Beta cell primary cilia mediate somatostatin responsiveness via SSTR3

Somatostatin is a paracrine modulator of insulin secretion and beta cell function with pleotropic effects on glucose homeostasis. The mechanism of somatostatin-mediated communication between delta and beta cells is not well-understood, which we address in this study via the ciliary somatostatin receptor 3 (SSTR3). Primary cilia are membrane organelles that act as signaling hubs in islets by virtue of their subcellular location and enrichment in signaling proteins such as G-protein coupled receptors (GPCRs). We show that SSTR3, a ciliary GPCR, mediates somatostatin suppression of insulin secretion in mouse islets.

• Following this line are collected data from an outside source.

//! CLI command implementations.

pub mod config;
pub mod orders;
pub mod run;

use clap::{Args, Subcommand};

/// Arguments for the run command.
#[derive(Args)]
pub struct RunArgs {
    /// Script of request envelopes (JSON array, or one envelope per line for .jsonl).
    pub script: String,

    /// Store snapshot to seed from.
    #[arg(short, long)]
    pub seed: Option<String>,

    /// Accept a bearer token for an account, as TOKEN=ACCOUNT. Repeatable.
    #[arg(short, long = "bearer", value_name = "TOKEN=ACCOUNT")]
    pub bearers: Vec<String>,

    /// Attach the last minted guest token to later envelopes that carry none.
    #[arg(long)]
    pub keep_guest: bool,

    /// Write the final store snapshot to this path.
    #[arg(short, long)]
    pub dump: Option<String>,
}

/// Arguments for the orders command.
#[derive(Args)]
pub struct OrdersArgs {
    /// Store snapshot to read.
    pub snapshot: String,

    /// Show only orders in this status.
    #[arg(long)]
    pub status: Option<String>,
}

/// Arguments for the config command.
#[derive(Args)]
pub struct ConfigArgs {
    #[command(subcommand)]
    pub command: ConfigCommand,
}

#[derive(Subcommand)]
pub enum ConfigCommand {
    /// Show current configuration.
    Show,
    /// Initialize a new config file.
    Init {
        /// Force overwrite existing config.
        #[arg(short, long)]
        force: bool,
    },
    /// Validate the config file.
    Validate,
}
#[tokio::test]
async fn test_failed_checkout_changes_nothing() {
    let (store, shop) = shop(5).await;
    store
        .upsert_discount(
            Discount::percentage("EXPIRED", Percentage::percent(50))
                .with_window(None, Some(chrono::Utc::now() - chrono::Duration::days(1))),
        )
        .await
        .unwrap();
    let owner = Owner::account("5");
    shop.carts()
        .add(&owner, &ProductId::new("a"), 2, LineOptions::none())
        .await
        .unwrap();

    let err = shop
        .checkout()
        .checkout(&owner, request(Some("EXPIRED")))
        .await
        .unwrap_err();
    assert_eq!(err, CommerceError::DiscountRejected(DiscountRejection::Expired));

    assert_eq!(stock_of(&store, "a").await, 5);
    assert_eq!(shop.carts().list(&owner).await.unwrap().item_count, 2);
    let expired = store.discount(&DiscountCode::new("EXPIRED")).await.unwrap().unwrap();
    assert_eq!(expired.used_count, 0);
    assert!(store.orders().await.unwrap().is_empty());
}

#[tokio::test]
async fn test_percent_off_reads_as_whole_percent() {
    let store = Arc::new(MemoryStore::new());
    let discount: Discount =
        serde_json::from_value(json!({"code": "PROMO20", "percent_off": 20})).unwrap();
    store.upsert_discount(discount).await.unwrap();
    let shop = Storefront::new(store, &StorefrontConfig::default());

    let quote = shop.discounts().validate("promo20", Money::new(4000)).await.unwrap();
    assert_eq!(quote.discount_amount, Money::new(800));
}

#[tokio::test]
async fn test_discount_never_exceeds_subtotal() {
    let (store, shop) = shop(5).await;
    store
        .upsert_discount(Discount::fixed_amount("BIG", Money::new(10_000)))
        .await
        .unwrap();
    let owner = Owner::account("5");
    shop.carts()
        .add(&owner, &ProductId::new("a"), 1, LineOptions::none())
        .await
        .unwrap();

    let order = shop
        .checkout()
        .checkout(&owner, request(Some("big")))
        .await
        .unwrap();
    assert_eq!(order.discount_amount, Money::new(2000));
    assert_eq!(order.total, Money::zero());
}

#[tokio::test]
async fn test_price_edit_between_read_and_checkout_uses_live_price() {
    let (store, shop) = shop(5).await;
    let owner = Owner::account("5");
    shop.carts()
        .add(&owner, &ProductId::new("a"), 1, LineOptions::none())
        .await
        .unwrap();

    let mut a = store.product(&ProductId::new("a")).await.unwrap().unwrap();
    a.price = Money::new(2500);
    store.upsert_product(a).await.unwrap();

    let order = shop.checkout().checkout(&owner, request(None)).await.unwrap();
    assert_eq!(order.items[0].unit_price, Money::new(2500));
    assert_eq!(order.total, Money::new(2500));
}

#[tokio::test]
async fn test_order_status_lifecycle() {
    let (_, shop) = shop(5).await;
    let owner = Owner::account("5");
    shop.carts()
        .add(&owner, &ProductId::new("a"), 1, LineOptions::none())
        .await
        .unwrap();
    let order = shop.checkout().checkout(&owner, request(None)).await.unwrap();

    for next in [OrderStatus::Paid, OrderStatus::Shipped, OrderStatus::Delivered] {
        let updated = shop.admin().set_order_status(&order.order_number, next).await.unwrap();
        assert_eq!(updated.status, next);
    }
    for next in [OrderStatus::Pending, OrderStatus::Cancelled, OrderStatus::Paid] {
        assert!(shop
            .admin()
            .set_order_status(&order.order_number, next)
            .await
            .is_err());
    }
}

#[tokio::test]
async fn test_notifier_receives_order() {
    let store = Arc::new(MemoryStore::new());
    store
        .upsert_product(Product::new(ProductId::new("a"), "Kaftan", Money::new(2000), 5))
        .await
        .unwrap();
    let (notifier, mut events) = ChannelNotifier::new();
    let shop = Storefront::new(store, &StorefrontConfig::default()).with_notifier(Arc::new(notifier));

    let owner = Owner::guest("tok1");
    shop.carts()
        .add(&owner, &ProductId::new("a"), 1, LineOptions::none())
        .await
        .unwrap();
    let order = shop.checkout().checkout(&owner, request(None)).await.unwrap();

    let event = events.recv().await.unwrap();
    assert_eq!(event.order_number, order.order_number);
    assert_eq!(event.items.len(), 1);
}

#[tokio::test]
async fn test_disabled_notifications_send_nothing() {
    let store = Arc::new(MemoryStore::new());
    store
        .upsert_product(Product::new(ProductId::new("a"), "Kaftan", Money::new(2000), 5))
        .await
        .unwrap();
    let mut config = StorefrontConfig::default();
    config.notifications.enabled = false;
    let (notifier, mut events) = ChannelNotifier::new();
    let shop = Storefront::new(store, &config).with_notifier(Arc::new(notifier));

    let owner = Owner::guest("tok1");
    shop.carts()
        .add(&owner, &ProductId::new("a"), 1, LineOptions::none())
        .await
        .unwrap();
    shop.checkout().checkout(&owner, request(None)).await.unwrap();
    tokio::task::yield_now().await;
    assert!(events.try_recv().is_err());
}

fn envelope(credentials: Credentials, request: serde_json::Value) -> Envelope {
    Envelope {
        credentials,
        request: serde_json::from_value::<WireRequest>(request).unwrap(),
    }
}

#[tokio::test]
async fn test_wire_mints_guest_token_on_first_add() {
    let (_, shop) = shop(5).await;
    let response = shop
        .handle(envelope(
            Credentials::default(),
            json!({ "op": "add_item", "product_id": "a", "quantity": 1 }),
        ))
        .await;
    assert!(response.ok);
    let token = response.guest_token.unwrap();

    let listed = shop
        .handle(envelope(
            Credentials::guest(token.as_str()),
            json!({ "op": "list_cart" }),
        ))
        .await;
    assert!(listed.ok);
    assert!(listed.guest_token.is_none());
    let data = listed.data.unwrap();
    assert_eq!(data["item_count"], json!(1));
    assert_eq!(data["subtotal"], json!(2000));
}

#[tokio::test]
async fn test_wire_error_kinds() {
    let (_, shop) = shop(3).await;
    let guest = Credentials::guest("tok1");

    let cases = [
        (json!({ "op": "add_item", "product_id": "a", "quantity": 0 }), "validation"),
        (json!({ "op": "add_item", "product_id": "zzz", "quantity": 1 }), "not_found"),
        (json!({ "op": "add_item", "product_id": "a", "quantity": 4 }), "out_of_stock"),
        (json!({ "op": "validate_discount", "code": "NOPE", "subtotal": 100 }), "not_found"),
        (
            json!({
                "op": "checkout",
                "fulfillment": { "full_name": "A", "email": "a@b", "shipping_address": "x" },
                "payment": { "phone": "1", "reference": "r" }
            }),
            "validation",
        ),
    ];
    for (request, kind) in cases {
        let response = shop.handle(envelope(guest.clone(), request.clone())).await;
        assert!(!response.ok, "{request}");
        let error = serde_json::to_value(response.error.unwrap()).unwrap();
        assert_eq!(error["kind"], json!(kind), "{request}");
    }
}

#[tokio::test]
async fn test_wire_checkout_requires_owner() {
    let (_, shop) = shop(3).await;
    let response = shop
        .handle(envelope(
            Credentials::default(),
            serde_json::to_value(WireRequest::Checkout(request(None))).unwrap(),
        ))
        .await;
    assert!(!response.ok);
    assert_eq!(response.error.unwrap().kind, ErrorKind::Validation);
    assert!(response.guest_token.is_none());
}

#[tokio::test]
async fn test_wire_login_and_order_visibility() {
    let (_, shop) = shop(5).await;
    let guest = Credentials::guest("tok1");
    shop.handle(envelope(
        guest.clone(),
        json!({ "op": "add_item", "product_id": "a", "quantity": 2 }),
    ))
    .await;

    let signed_in = Credentials {
        bearer: Some("bearer-5".into()),
        guest_token: Some(GuestToken::new("tok1")),
    };
    let login = shop.handle(envelope(signed_in.clone(), json!({ "op": "login" }))).await;
    assert!(login.ok);
    assert_eq!(login.data.unwrap()["items"][0]["quantity"], json!(2));

    let placed = shop
        .handle(envelope(
            Credentials::bearer("bearer-5"),
            serde_json::to_value(WireRequest::Checkout(request(Some("PROMO20")))).unwrap(),
        ))
        .await;
    assert!(placed.ok);
    let data = placed.data.unwrap();
    assert_eq!(data["total"], json!(3200));
    let number = data["order_number"].as_str().unwrap().to_string();

    let mine = shop
        .handle(envelope(
            Credentials::bearer("bearer-5"),
            json!({ "op": "get_order", "order_number": number }),
        ))
        .await;
    assert!(mine.ok);

    let theirs = shop
        .handle(envelope(guest, json!({ "op": "get_order", "order_number": number })))
        .await;
    assert_eq!(theirs.error.unwrap().kind, ErrorKind::NotFound);

    let no_bearer = shop
        .handle(envelope(Credentials::guest("tok1"), json!({ "op": "login" })))
        .await;
    assert!(!no_bearer.ok);
}

#[tokio::test]
async fn test_wire_validate_uses_cart_subtotal() {
    let (_, shop) = shop(5).await;
    let guest = Credentials::guest("tok1");
    shop.handle(envelope(
        guest.clone(),
        json!({ "op": "add_item", "product_id": "a", "quantity": 2 }),
    ))
    .await;

    let response = shop
        .handle(envelope(guest, json!({ "op": "validate_discount", "code": "promo20" })))
        .await;
    let data = response.data.unwrap();
    assert_eq!(data["discount_amount"], json!(800));
    assert_eq!(data["code"], json!("PROMO20"));
}

#[tokio::test]
async fn test_store_outage_surfaces_as_infrastructure() {
    let (store, shop) = shop(5).await;
    store.set_offline(true);
    let response = shop
        .handle(envelope(Credentials::guest("tok1"), json!({ "op": "list_cart" })))
        .await;
    assert_eq!(response.error.unwrap().kind, ErrorKind::Infrastructure);
}
//! JSON request/response surface.
//!
//! A request is an [`Envelope`]: the caller's credentials plus one tagged
//! operation. Every outcome, success or failure, is a [`WireResponse`].

use serde::{Deserialize, Serialize};
use serde_json::Value;
use souk_commerce::order::OrderNumber;
use souk_commerce::{
    CartItemId, CommerceError, ErrorKind, GuestToken, LineOptions, Money, Owner, ProductId,
};
use souk_store::Store;

use crate::checkout::CheckoutRequest;
use crate::identity::Credentials;
use crate::Storefront;

#[derive(Debug, Clone, PartialEq, Serialize, Deserialize)]
pub struct Envelope {
    #[serde(default)]
    pub credentials: Credentials,
    pub request: WireRequest,
}

#[derive(Debug, Clone, PartialEq, Serialize, Deserialize)]
#[serde(tag = "op", rename_all = "snake_case")]
pub enum WireRequest {
    ListCart,
    AddItem {
        product_id: ProductId,
        quantity: i64,
        #[serde(default, skip_serializing_if = "Option::is_none")]
        size: Option<String>,
        #[serde(default, skip_serializing_if = "Option::is_none")]
        color: Option<String>,
    },
    UpdateQuantity {
        item_id: CartItemId,
        quantity: i64,
    },
    RemoveItem {
        item_id: CartItemId,
    },
    ClearCart,
    /// Without a subtotal, the caller's live cart subtotal is used.
    ValidateDiscount {
        code: String,
        #[serde(default, skip_serializing_if = "Option::is_none")]
        subtotal: Option<Money>,
    },
    Checkout(CheckoutRequest),
    /// Requires a verified bearer; merges the guest cart, if any.
    Login,
    GetOrder {
        order_number: OrderNumber,
    },
}

impl WireRequest {
    pub fn op(&self) -> &'static str {
        match self {
            WireRequest::ListCart => "list_cart",
            WireRequest::AddItem { .. } => "add_item",
            WireRequest::UpdateQuantity { .. } => "update_quantity",
            WireRequest::RemoveItem { .. } => "remove_item",
            WireRequest::ClearCart => "clear_cart",
            WireRequest::ValidateDiscount { .. } => "validate_discount",
            WireRequest::Checkout(_) => "checkout",
            WireRequest::Login => "login",
            WireRequest::GetOrder { .. } => "get_order",
        }
    }

    /// Cart operations create an owner on the fly when none is present.
    fn mints_guest(&self) -> bool {
        matches!(
            self,
            WireRequest::ListCart
                | WireRequest::AddItem { .. }
                | WireRequest::UpdateQuantity { .. }
                | WireRequest::RemoveItem { .. }
                | WireRequest::ClearCart
        )
    }
}

#[derive(Debug, Clone, PartialEq, Eq, Serialize, Deserialize)]
pub struct WireError {
    pub kind: ErrorKind,
    pub message: String,
}

impl From<&CommerceError> for WireError {
    fn from(err: &CommerceError) -> Self {
        Self {
            kind: err.kind(),
            message: err.to_string(),
        }
    }
}

#[derive(Debug, Clone, PartialEq, Serialize, Deserialize)]
pub struct WireResponse {
    pub ok: bool,
    #[serde(default, skip_serializing_if = "Option::is_none")]
    pub data: Option<Value>,
    #[serde(default, skip_serializing_if = "Option::is_none")]
    pub error: Option<WireError>,
    /// A guest token minted for this request; the client must keep it.
    #[serde(default, skip_serializing_if = "Option::is_none")]
    pub guest_token: Option<GuestToken>,
}

impl WireResponse {
    pub fn success(data: Value) -> Self {
        Self {
            ok: true,
            data: Some(data),
            error: None,
            guest_token: None,
        }
    }

    pub fn failure(err: &CommerceError) -> Self {
        Self {
            ok: false,
            data: None,
            error: Some(err.into()),
            guest_token: None,
        }
    }

    fn with_guest_token(mut self, token: Option<GuestToken>) -> Self {
        self.guest_token = token;
        self
    }
}

impl<S: Store> Storefront<S> {
    /// Serve one envelope.
    pub async fn handle(&self, envelope: Envelope) -> WireResponse {
        let op = envelope.request.op();
        let (owner, minted) = if envelope.request.mints_guest() {
            let (owner, minted) = self.identity.resolve_or_mint(&envelope.credentials).await;
            (Ok(owner), minted)
        } else {
            (self.identity.resolve(&envelope.credentials).await, None)
        };

        match self
            .dispatch(owner, &envelope.credentials, envelope.request)
            .await
        {
            Ok(data) => WireResponse::success(data).with_guest_token(minted),
            Err(err) => {
                match err.kind() {
                    ErrorKind::Infrastructure => tracing::error!(op, error = %err, "request failed"),
                    _ => tracing::debug!(op, error = %err, "request refused"),
                }
                // A token that was minted but never used to write is still
                // the client's identity.
                WireResponse::failure(&err).with_guest_token(minted)
            }
        }
    }

    async fn dispatch(
        &self,
        owner: Result<Owner, CommerceError>,
        credentials: &Credentials,
        request: WireRequest,
    ) -> Result<Value, CommerceError> {
        match request {
            WireRequest::ListCart => to_value(self.carts.list(&owner?).await?),
            WireRequest::AddItem {
                product_id,
                quantity,
                size,
                color,
            } => {
                let options = LineOptions::new(size, color);
                to_value(self.carts.add(&owner?, &product_id, quantity, options).await?)
            }
            WireRequest::UpdateQuantity { item_id, quantity } => {
                to_value(self.carts.update_quantity(&owner?, &item_id, quantity).await?)
            }
            WireRequest::RemoveItem { item_id } => {
                self.carts.remove(&owner?, &item_id).await?;
                Ok(Value::Null)
            }
            WireRequest::ClearCart => {
                self.carts.clear(&owner?).await?;
                Ok(Value::Null)
            }
            WireRequest::ValidateDiscount { code, subtotal } => {
                let subtotal = match subtotal {
                    Some(subtotal) => subtotal,
                    None => self.carts.subtotal(&owner?).await?,
                };
                to_value(self.discounts.validate(&code, subtotal).await?)
            }
            WireRequest::Checkout(request) => {
                to_value(self.checkout.checkout(&owner?, request).await?)
            }
            WireRequest::Login => {
                let account = self
                    .identity
                    .account(credentials)
                    .await
                    .ok_or(CommerceError::OwnerRequired)?;
                let guest = credentials.guest_token.as_ref().filter(|t| !t.is_blank());
                to_value(self.login(guest, account).await?)
            }
            WireRequest::GetOrder { order_number } => {
                let owner = owner?;
                let order = self.ledger.order(&order_number).await?;
                // Orders carry contact details; only their owner sees them.
                if order.owner != owner {
                    return Err(CommerceError::OrderNotFound(order_number.to_string()));
                }
                to_value(order)
            }
        }
    }
}

fn to_value<T: Serialize>(value: T) -> Result<Value, CommerceError> {
    Ok(serde_json::to_value(value)?)
}
//! Configuration management commands.

use std::fs;

use anyhow::{bail, Result};
use souk_checkout::config::generate_default_config;

use super::{ConfigArgs, ConfigCommand};
use crate::context::{Context, CONFIG_NAMES};

/// Run the config command.
pub async fn run(args: ConfigArgs, ctx: &Context) -> Result<()> {
    match args.command {
        ConfigCommand::Show => show_config(ctx).await,
        ConfigCommand::Init { force } => init_config(force, ctx).await,
        ConfigCommand::Validate => validate_config(ctx).await,
    }
}

async fn show_config(ctx: &Context) -> Result<()> {
    if ctx.output.is_json() {
        ctx.output.json(&ctx.config);
        return Ok(());
    }

    ctx.output.header("Current Configuration");
    match &ctx.config_path {
        Some(path) => ctx.output.kv("source", &path.display().to_string()),
        None => ctx.output.kv("source", "built-in defaults"),
    }
    println!();
    print!("{}", toml::to_string_pretty(&ctx.config)?);

    Ok(())
}

async fn init_config(force: bool, ctx: &Context) -> Result<()> {
    let config_path = ctx.cwd.join(CONFIG_NAMES[0]);

    if config_path.exists() && !force {
        bail!(
            "Config file already exists: {}. Use --force to overwrite.",
            config_path.display()
        );
    }

    fs::write(&config_path, generate_default_config())?;
    ctx.output.success(&format!("Created: {}", config_path.display()));

    Ok(())
}

async fn validate_config(ctx: &Context) -> Result<()> {
    ctx.output.header("Validating configuration");

    // Loading already validated; this reports what was found.
    ctx.config.validate()?;

    if ctx.config_path.is_none() {
        ctx.output.warn("No config file found; using built-in defaults");
    }
    if !ctx.config.notifications.enabled {
        ctx.output.warn("Order notifications are disabled");
    }

    ctx.output.success("Configuration is valid");
    Ok(())
}
use axum::extract::State;
use axum::{routing::get, Json, Router};
use serde::Serialize;

use crate::state::AppState;

/// Health check response payload.
#[derive(Serialize)]
pub struct HealthResponse {
    /// Overall service status.
    pub status: &'static str,
    /// Crate version from Cargo.toml.
    pub version: &'static str,
    /// Whether the database is reachable. `true` when running without one.
    pub db_healthy: bool,
    /// Recipients with at least one live feed session.
    pub live_recipients: usize,
}

/// GET /health -- returns service and database health.
async fn health_check(State(state): State<AppState>) -> Json<HealthResponse> {
    let db_healthy = match &state.pool {
        Some(pool) => fleetwatch_db::health_check(pool).await.is_ok(),
        None => true,
    };

    let status = if db_healthy { "ok" } else { "degraded" };

    Json(HealthResponse {
        status,
        version: env!("CARGO_PKG_VERSION"),
        db_healthy,
        live_recipients: state.hub.active_recipients(),
    })
}

/// Mount health check routes (root level, not under `/api/v1`).
pub fn router() -> Router<AppState> {
    Router::new().route("/health", get(health_check))
}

Quantitative analysis of calcium flux using a mouse model of genetically encoded beta cell-specific GCaMP6f calcium reporter shows that somatostatin signaling alters beta cell calcium flux after physiologic glucose stimulation, an effect that depends on endogenous SSTR3 expression and the presence of intact primary cilia on beta cells. Comparative in vitro studies using SSTR isoform antagonists demonstrate a role for SSTR3 in mediating somatostatin regulation of insulin secretion in mouse islets. Our findings support a model in which ciliary SSTR3 mediates a distinct pathway of delta-to-beta cell regulatory crosstalk and may serve as a target for paracrine modulation.